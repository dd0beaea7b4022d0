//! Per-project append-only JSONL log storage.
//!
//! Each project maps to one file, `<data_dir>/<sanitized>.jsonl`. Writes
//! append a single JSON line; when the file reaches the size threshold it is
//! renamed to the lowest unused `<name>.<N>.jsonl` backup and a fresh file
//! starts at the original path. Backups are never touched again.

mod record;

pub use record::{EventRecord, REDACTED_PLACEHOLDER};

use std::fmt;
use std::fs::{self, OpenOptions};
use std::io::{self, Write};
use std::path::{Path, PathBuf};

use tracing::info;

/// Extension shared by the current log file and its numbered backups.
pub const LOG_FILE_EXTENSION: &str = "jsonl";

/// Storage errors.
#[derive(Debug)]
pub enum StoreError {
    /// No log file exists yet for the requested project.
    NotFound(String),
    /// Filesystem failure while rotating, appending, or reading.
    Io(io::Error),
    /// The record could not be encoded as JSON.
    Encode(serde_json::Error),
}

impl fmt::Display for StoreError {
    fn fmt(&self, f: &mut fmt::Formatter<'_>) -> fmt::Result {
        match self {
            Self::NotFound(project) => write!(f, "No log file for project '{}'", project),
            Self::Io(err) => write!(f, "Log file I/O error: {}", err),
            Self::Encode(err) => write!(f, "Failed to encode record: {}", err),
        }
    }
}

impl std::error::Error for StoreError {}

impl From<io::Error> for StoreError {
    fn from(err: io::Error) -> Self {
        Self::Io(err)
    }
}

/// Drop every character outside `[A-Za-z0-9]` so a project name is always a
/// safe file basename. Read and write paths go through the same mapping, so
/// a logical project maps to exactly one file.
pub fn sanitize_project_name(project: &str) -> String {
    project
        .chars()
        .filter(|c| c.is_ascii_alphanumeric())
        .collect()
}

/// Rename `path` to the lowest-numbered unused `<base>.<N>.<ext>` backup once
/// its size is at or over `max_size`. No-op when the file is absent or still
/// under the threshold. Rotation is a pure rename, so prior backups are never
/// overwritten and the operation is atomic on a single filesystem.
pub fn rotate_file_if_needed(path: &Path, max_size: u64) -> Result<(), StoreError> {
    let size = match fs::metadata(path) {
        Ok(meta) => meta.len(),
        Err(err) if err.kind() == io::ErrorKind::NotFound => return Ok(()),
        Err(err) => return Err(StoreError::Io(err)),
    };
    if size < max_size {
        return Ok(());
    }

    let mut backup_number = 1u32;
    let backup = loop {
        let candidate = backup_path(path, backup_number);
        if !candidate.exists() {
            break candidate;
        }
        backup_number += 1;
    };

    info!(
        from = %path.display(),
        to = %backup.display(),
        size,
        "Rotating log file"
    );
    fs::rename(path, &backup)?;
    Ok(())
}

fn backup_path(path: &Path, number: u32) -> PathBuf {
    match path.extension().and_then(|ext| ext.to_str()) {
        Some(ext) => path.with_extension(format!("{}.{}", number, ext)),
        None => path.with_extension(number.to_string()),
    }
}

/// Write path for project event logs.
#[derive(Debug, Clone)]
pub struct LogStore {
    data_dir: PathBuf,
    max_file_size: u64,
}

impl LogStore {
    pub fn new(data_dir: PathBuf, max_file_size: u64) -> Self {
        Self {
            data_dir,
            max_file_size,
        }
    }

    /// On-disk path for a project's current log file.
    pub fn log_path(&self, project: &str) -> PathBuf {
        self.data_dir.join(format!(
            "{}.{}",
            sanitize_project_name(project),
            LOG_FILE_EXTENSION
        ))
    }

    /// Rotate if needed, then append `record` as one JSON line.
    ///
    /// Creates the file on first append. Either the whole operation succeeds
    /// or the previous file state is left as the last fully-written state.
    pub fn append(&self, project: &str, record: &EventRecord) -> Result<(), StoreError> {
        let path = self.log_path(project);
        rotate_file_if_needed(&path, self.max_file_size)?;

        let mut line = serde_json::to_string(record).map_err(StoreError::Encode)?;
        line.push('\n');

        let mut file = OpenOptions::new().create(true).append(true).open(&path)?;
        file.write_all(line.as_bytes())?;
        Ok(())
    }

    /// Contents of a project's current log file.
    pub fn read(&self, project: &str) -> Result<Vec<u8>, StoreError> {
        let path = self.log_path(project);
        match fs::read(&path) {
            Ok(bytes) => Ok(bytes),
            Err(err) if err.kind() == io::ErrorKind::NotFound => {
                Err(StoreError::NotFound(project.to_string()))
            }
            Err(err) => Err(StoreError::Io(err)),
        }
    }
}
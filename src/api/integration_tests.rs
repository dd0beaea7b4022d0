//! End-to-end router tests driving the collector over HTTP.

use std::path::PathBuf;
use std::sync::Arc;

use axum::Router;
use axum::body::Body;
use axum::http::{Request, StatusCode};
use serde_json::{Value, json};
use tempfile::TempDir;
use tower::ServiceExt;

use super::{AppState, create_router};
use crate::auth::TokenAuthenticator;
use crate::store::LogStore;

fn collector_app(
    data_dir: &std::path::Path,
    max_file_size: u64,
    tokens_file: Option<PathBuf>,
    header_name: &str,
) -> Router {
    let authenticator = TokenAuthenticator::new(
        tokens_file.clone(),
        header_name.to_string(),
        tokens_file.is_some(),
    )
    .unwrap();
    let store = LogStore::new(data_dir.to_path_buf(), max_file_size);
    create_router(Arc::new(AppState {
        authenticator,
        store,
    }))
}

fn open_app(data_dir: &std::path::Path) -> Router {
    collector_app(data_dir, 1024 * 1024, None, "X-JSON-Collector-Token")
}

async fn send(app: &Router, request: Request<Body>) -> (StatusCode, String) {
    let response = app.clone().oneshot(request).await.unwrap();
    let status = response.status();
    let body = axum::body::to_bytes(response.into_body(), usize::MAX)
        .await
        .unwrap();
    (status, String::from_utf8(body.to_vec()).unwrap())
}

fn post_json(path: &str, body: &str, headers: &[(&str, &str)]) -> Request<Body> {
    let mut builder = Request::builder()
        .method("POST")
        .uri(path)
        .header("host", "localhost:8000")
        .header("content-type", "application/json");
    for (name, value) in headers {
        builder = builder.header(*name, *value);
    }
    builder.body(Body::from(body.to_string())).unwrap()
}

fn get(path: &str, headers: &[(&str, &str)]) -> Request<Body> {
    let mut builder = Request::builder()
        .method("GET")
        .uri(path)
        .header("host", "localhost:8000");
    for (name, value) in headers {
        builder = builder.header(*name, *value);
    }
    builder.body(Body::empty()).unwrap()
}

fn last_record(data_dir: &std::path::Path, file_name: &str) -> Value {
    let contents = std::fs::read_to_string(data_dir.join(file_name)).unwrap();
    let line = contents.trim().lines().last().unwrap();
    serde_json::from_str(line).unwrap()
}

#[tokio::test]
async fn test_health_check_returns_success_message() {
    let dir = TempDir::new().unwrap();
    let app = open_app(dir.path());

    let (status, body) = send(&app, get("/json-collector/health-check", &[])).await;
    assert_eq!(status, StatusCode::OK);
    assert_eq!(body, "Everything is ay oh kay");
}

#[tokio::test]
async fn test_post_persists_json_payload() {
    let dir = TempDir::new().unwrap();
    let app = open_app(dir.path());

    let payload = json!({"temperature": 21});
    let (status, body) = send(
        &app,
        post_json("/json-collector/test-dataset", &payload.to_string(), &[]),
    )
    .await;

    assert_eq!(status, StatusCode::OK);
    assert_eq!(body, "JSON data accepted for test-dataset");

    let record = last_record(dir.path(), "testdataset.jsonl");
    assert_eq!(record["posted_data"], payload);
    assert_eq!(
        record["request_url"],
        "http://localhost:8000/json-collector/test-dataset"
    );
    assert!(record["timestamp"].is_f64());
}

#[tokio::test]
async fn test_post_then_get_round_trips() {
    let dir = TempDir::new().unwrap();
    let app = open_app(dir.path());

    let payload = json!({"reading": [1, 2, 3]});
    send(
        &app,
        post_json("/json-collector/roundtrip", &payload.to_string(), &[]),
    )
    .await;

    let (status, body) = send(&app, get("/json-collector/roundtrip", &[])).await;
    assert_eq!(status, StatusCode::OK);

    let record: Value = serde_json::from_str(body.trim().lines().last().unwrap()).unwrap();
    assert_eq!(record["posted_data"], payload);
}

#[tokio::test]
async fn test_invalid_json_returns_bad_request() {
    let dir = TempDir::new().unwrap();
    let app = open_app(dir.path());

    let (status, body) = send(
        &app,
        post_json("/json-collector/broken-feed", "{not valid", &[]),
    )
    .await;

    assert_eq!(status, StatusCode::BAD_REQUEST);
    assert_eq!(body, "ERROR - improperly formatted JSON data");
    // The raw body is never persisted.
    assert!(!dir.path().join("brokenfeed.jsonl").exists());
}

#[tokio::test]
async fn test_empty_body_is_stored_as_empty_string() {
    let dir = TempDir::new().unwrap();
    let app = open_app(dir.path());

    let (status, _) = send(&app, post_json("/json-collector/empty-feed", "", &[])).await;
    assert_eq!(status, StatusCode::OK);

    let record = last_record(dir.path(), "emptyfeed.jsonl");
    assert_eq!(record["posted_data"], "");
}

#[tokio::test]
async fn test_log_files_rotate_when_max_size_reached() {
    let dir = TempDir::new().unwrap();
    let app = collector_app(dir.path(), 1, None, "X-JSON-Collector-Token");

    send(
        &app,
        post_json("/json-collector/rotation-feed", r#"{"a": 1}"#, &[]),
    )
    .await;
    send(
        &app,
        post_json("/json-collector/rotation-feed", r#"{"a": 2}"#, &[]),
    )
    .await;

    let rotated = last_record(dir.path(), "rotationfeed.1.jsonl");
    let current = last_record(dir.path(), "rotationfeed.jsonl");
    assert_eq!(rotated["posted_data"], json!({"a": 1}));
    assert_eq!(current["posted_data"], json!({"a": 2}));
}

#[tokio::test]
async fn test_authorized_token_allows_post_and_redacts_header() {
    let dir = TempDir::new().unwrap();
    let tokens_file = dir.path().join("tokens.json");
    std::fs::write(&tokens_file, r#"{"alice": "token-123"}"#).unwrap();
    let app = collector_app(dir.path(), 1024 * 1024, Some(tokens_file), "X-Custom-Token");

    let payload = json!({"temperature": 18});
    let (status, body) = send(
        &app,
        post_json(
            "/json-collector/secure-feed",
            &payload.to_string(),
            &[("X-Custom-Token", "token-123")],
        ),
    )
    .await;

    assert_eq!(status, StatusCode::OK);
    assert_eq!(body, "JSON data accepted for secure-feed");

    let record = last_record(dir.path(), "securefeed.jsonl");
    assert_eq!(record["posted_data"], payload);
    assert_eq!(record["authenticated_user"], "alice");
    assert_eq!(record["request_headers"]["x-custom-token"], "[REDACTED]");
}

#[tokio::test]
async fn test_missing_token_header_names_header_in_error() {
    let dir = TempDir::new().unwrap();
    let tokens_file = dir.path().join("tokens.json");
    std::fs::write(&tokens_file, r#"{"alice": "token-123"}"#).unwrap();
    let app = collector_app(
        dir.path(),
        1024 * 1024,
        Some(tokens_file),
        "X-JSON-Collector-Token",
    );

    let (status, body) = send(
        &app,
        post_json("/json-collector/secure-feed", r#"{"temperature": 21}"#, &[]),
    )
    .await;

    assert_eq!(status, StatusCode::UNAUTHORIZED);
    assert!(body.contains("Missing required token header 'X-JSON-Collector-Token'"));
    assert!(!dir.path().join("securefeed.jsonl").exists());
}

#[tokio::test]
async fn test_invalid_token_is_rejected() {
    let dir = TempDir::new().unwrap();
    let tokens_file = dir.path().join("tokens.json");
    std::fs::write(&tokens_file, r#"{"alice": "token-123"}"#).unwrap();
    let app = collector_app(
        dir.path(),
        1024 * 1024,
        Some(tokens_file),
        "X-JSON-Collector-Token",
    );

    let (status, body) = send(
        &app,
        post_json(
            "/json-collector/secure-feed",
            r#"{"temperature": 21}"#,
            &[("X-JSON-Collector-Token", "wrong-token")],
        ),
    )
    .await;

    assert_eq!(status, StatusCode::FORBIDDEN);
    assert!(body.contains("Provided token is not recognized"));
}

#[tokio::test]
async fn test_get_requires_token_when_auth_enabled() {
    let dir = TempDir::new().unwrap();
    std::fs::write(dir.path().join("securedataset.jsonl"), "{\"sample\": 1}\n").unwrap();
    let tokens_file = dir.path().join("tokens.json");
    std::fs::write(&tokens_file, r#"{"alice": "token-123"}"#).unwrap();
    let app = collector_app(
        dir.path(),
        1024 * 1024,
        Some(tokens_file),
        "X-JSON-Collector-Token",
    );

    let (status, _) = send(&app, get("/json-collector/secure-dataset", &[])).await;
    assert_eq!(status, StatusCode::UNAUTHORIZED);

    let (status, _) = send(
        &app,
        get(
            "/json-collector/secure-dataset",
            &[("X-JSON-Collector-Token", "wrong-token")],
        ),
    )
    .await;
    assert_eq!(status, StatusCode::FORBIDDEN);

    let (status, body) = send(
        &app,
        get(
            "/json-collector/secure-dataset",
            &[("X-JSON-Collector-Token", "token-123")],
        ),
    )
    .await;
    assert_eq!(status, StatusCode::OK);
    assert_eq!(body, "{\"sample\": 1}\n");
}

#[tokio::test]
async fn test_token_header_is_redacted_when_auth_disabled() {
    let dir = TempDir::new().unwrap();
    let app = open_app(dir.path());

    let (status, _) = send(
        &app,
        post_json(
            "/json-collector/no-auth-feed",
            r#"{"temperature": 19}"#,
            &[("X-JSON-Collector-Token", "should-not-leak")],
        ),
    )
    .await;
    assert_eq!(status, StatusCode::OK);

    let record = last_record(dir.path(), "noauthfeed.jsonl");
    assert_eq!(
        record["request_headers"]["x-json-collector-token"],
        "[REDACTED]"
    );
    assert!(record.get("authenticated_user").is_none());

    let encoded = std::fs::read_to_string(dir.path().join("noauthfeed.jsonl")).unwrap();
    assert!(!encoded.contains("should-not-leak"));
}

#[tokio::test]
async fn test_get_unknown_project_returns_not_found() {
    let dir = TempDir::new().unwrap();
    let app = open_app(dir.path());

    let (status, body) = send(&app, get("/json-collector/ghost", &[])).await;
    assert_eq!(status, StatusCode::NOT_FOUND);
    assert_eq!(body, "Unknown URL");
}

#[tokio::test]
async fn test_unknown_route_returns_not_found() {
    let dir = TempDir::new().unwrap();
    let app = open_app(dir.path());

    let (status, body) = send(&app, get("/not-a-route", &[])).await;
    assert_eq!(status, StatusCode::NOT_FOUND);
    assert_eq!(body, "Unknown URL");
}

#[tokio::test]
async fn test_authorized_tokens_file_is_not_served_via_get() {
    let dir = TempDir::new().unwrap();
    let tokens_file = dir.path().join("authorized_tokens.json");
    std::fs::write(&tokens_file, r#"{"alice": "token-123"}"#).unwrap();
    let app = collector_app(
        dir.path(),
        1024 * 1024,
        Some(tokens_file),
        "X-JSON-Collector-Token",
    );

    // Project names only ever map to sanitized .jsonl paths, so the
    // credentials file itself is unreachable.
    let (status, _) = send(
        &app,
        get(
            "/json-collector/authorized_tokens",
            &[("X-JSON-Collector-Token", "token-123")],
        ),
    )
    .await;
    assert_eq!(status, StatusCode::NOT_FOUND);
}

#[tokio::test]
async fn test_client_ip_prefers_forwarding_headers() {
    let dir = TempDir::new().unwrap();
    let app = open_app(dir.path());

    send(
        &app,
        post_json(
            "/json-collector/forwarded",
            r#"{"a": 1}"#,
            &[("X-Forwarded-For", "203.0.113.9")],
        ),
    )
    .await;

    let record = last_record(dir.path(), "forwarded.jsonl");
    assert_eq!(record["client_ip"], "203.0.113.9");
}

Your task:
Throughout the records above, find the lines in which the word "encoded" appears and return them.

Response:
    /// The record could not be encoded as JSON.
    let encoded = std::fs::read_to_string(dir.path().join("noauthfeed.jsonl")).unwrap();
    assert!(!encoded.contains("should-not-leak"));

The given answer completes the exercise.